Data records
------------------------

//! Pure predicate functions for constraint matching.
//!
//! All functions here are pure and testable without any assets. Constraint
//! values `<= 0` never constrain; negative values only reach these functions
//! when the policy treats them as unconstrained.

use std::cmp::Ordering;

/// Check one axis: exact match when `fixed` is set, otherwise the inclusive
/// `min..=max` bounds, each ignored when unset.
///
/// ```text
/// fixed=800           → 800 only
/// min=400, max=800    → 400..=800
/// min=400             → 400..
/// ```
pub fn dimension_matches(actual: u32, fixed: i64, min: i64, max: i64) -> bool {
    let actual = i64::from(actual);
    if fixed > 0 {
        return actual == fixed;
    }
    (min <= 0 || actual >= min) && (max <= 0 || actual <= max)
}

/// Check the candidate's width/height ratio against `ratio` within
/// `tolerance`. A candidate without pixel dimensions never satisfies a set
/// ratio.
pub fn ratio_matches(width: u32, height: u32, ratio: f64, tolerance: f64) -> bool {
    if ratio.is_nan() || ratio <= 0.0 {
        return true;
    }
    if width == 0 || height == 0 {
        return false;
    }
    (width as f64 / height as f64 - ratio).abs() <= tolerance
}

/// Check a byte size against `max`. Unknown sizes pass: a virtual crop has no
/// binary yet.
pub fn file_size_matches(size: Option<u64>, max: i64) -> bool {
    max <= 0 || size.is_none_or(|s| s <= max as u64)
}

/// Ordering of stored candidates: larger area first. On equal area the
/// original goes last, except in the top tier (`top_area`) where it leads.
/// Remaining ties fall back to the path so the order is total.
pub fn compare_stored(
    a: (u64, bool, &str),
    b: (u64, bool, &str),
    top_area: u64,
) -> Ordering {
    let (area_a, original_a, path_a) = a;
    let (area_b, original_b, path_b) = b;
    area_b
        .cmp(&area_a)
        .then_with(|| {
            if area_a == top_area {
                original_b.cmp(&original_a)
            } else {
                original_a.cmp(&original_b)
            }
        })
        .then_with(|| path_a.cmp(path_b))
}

------------------------

* [Exercise]
Among the lines above, which ones hold the string "without"? Show them.

* [Answer to the exercise]
//! All functions here are pure and testable without any assets. Constraint
/// `tolerance`. A candidate without pixel dimensions never satisfies a set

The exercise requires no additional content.